**Task goal**:
Below are several entries. Transcribe exactly those lines that fall from the one with "let cause = AgentId::new();" through the one with "let mut state = agent(emotional());", end lines included.

**Information supplied**:
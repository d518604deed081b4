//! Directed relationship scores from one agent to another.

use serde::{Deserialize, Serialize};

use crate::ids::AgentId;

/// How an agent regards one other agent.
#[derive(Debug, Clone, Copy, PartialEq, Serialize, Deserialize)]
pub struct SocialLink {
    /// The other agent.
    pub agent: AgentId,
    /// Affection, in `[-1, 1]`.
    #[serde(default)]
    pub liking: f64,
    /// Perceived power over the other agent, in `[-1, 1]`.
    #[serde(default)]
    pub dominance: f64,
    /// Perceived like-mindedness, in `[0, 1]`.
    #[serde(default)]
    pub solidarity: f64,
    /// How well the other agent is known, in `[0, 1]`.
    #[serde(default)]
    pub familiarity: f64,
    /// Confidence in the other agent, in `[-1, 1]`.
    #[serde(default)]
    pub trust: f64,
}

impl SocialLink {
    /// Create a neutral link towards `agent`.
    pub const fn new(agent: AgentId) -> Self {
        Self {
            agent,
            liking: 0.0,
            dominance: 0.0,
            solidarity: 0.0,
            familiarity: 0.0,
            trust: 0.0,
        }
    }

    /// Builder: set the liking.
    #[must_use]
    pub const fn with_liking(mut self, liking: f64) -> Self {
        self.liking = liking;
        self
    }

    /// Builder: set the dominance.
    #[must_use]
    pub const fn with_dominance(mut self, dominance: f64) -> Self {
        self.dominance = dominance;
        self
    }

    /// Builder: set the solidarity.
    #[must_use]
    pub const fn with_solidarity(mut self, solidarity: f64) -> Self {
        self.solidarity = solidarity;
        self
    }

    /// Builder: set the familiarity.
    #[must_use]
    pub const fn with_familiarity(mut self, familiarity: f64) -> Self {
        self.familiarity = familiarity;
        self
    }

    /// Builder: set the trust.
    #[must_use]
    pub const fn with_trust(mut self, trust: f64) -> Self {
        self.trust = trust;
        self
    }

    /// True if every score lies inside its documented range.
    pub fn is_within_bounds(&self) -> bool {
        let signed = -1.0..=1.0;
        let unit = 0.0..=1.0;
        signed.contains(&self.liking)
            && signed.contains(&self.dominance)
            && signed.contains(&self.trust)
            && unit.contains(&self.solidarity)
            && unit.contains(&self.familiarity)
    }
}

...

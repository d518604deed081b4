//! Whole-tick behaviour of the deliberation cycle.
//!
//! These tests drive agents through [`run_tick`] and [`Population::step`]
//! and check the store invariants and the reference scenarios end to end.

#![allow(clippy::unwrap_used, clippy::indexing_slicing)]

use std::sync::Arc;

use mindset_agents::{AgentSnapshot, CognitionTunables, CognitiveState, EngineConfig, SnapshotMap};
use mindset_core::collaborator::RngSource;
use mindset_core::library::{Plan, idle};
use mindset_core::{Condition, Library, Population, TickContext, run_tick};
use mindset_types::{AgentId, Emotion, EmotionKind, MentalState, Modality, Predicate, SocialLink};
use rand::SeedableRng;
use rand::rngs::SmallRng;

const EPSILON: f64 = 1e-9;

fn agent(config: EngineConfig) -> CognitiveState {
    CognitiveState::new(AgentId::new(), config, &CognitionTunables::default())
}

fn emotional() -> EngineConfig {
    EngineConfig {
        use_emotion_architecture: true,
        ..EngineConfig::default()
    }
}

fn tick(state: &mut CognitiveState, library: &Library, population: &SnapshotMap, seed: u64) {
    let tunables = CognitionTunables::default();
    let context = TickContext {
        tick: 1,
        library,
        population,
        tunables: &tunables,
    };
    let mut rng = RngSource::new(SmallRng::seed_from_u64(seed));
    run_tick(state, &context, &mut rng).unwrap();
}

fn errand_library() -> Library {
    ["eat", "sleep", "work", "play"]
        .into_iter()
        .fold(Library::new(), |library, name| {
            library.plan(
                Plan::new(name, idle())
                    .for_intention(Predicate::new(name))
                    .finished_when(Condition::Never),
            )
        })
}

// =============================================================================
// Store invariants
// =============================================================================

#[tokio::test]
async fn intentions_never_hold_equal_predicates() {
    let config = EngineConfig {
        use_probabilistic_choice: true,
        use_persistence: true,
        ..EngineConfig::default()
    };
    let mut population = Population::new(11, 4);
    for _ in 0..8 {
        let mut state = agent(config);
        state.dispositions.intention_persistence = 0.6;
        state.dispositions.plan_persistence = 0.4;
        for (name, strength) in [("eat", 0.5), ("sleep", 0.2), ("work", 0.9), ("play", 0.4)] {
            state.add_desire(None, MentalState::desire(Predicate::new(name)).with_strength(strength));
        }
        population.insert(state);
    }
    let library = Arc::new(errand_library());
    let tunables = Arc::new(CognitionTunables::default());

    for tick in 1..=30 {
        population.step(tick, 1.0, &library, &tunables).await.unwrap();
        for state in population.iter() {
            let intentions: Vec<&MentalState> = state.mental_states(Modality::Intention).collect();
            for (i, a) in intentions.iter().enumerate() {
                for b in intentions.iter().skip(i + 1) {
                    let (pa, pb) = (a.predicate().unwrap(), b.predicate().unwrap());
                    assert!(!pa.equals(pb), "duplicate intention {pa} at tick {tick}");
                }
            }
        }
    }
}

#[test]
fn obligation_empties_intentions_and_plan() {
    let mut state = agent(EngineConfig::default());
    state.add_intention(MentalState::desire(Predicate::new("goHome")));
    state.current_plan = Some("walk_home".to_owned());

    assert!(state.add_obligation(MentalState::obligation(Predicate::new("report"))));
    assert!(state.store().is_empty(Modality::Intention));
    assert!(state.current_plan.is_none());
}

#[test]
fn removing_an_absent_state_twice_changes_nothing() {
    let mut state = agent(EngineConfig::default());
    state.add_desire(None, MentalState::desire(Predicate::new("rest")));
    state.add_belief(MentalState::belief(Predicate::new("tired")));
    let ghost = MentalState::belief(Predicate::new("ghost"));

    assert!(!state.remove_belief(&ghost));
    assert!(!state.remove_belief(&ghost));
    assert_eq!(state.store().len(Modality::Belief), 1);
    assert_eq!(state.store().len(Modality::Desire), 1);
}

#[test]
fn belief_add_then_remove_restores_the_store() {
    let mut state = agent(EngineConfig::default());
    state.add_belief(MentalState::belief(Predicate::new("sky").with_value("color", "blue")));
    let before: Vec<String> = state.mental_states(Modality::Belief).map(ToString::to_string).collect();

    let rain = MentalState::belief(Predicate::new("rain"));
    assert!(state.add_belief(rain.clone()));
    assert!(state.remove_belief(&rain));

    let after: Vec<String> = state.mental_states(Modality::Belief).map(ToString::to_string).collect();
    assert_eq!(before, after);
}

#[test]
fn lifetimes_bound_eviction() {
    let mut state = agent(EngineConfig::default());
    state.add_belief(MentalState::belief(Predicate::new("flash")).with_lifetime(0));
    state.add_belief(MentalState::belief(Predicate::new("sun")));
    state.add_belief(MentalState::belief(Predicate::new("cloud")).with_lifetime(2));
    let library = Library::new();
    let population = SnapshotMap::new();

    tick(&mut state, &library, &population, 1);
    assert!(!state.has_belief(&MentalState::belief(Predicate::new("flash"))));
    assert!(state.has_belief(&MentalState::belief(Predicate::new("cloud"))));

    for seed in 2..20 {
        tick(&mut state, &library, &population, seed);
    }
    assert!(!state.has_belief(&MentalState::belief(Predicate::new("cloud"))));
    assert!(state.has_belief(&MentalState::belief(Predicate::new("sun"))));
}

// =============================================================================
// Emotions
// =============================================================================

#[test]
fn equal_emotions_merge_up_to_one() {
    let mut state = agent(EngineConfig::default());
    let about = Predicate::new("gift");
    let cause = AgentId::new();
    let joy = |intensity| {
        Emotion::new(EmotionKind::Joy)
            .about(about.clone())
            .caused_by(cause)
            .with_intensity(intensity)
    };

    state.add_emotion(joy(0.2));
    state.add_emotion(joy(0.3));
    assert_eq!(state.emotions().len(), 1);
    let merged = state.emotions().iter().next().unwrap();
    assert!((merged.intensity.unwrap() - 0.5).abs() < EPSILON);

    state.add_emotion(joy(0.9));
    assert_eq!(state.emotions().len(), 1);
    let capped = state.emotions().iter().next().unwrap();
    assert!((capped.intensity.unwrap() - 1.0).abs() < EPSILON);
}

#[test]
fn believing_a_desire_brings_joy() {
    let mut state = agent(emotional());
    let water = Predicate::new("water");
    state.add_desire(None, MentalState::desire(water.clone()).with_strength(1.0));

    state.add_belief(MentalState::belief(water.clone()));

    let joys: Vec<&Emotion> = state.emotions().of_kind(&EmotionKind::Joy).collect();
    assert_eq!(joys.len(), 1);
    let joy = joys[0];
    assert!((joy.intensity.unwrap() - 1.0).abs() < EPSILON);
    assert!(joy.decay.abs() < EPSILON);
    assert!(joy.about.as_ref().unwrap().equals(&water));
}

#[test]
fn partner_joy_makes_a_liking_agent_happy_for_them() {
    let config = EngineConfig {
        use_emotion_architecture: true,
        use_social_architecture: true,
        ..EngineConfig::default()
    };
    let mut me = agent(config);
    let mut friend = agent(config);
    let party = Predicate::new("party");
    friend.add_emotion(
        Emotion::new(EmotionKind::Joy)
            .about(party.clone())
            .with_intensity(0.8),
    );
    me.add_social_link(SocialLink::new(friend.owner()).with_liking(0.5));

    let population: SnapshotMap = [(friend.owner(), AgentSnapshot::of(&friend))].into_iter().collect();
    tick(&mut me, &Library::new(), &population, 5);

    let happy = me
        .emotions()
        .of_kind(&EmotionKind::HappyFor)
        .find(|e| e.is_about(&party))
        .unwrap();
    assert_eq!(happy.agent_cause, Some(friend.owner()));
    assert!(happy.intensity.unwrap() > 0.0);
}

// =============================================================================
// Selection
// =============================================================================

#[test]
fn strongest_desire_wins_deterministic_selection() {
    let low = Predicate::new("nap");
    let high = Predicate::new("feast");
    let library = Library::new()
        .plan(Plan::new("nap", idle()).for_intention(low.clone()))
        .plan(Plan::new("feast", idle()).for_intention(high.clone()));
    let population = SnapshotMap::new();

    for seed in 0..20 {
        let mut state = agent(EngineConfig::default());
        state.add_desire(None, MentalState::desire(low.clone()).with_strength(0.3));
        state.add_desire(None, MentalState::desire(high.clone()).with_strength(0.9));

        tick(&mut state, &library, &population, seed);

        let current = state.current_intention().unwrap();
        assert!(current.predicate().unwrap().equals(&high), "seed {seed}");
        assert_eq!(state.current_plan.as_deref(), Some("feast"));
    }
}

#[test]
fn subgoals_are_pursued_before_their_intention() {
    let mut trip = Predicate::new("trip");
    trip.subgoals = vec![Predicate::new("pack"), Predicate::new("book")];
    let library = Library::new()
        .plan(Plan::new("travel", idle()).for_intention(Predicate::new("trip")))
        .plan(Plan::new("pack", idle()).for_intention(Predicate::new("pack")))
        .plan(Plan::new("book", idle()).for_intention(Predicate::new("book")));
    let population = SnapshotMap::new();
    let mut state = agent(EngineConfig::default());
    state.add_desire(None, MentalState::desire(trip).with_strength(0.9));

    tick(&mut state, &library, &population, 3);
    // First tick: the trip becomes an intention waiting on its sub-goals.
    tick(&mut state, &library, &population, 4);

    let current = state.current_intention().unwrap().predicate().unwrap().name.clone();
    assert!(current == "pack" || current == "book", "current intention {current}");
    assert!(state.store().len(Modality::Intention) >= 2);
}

...

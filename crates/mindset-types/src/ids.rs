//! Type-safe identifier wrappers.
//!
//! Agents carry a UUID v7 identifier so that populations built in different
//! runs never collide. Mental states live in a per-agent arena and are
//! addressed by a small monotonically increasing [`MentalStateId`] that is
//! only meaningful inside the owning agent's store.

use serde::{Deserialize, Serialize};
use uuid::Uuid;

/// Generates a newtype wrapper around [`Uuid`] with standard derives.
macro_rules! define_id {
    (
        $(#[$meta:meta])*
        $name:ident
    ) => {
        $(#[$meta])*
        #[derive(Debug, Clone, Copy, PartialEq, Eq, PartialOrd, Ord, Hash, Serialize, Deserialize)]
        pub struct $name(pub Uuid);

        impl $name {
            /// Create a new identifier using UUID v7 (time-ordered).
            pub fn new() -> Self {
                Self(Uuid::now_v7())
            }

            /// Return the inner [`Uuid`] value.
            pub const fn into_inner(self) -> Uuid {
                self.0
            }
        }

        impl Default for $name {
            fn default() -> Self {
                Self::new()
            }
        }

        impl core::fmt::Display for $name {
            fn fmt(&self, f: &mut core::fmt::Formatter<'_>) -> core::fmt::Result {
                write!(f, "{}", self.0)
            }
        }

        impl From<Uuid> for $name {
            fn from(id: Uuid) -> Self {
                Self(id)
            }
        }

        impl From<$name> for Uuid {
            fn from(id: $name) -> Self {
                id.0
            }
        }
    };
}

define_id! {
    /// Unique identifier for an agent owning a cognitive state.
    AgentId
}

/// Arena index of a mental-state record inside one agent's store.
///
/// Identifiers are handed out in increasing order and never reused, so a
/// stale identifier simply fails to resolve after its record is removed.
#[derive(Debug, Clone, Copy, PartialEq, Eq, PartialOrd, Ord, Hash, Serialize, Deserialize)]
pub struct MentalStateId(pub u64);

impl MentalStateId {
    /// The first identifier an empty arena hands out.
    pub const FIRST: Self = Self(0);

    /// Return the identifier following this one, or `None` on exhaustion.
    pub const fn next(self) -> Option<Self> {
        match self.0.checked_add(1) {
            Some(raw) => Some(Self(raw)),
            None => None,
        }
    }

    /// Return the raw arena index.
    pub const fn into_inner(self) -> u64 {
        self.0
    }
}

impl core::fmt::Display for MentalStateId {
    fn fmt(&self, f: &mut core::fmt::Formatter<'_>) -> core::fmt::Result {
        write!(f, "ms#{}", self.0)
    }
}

**Task answer**:
    let cause = AgentId::new();
    let joy = |intensity| {
        Emotion::new(EmotionKind::Joy)
            .about(about.clone())
            .caused_by(cause)
            .with_intensity(intensity)
    };

    state.add_emotion(joy(0.2));
    state.add_emotion(joy(0.3));
    assert_eq!(state.emotions().len(), 1);
    let merged = state.emotions().iter().next().unwrap();
    assert!((merged.intensity.unwrap() - 0.5).abs() < EPSILON);

    state.add_emotion(joy(0.9));
    assert_eq!(state.emotions().len(), 1);
    let capped = state.emotions().iter().next().unwrap();
    assert!((capped.intensity.unwrap() - 1.0).abs() < EPSILON);
}

#[test]
fn believing_a_desire_brings_joy() {
    let mut state = agent(emotional());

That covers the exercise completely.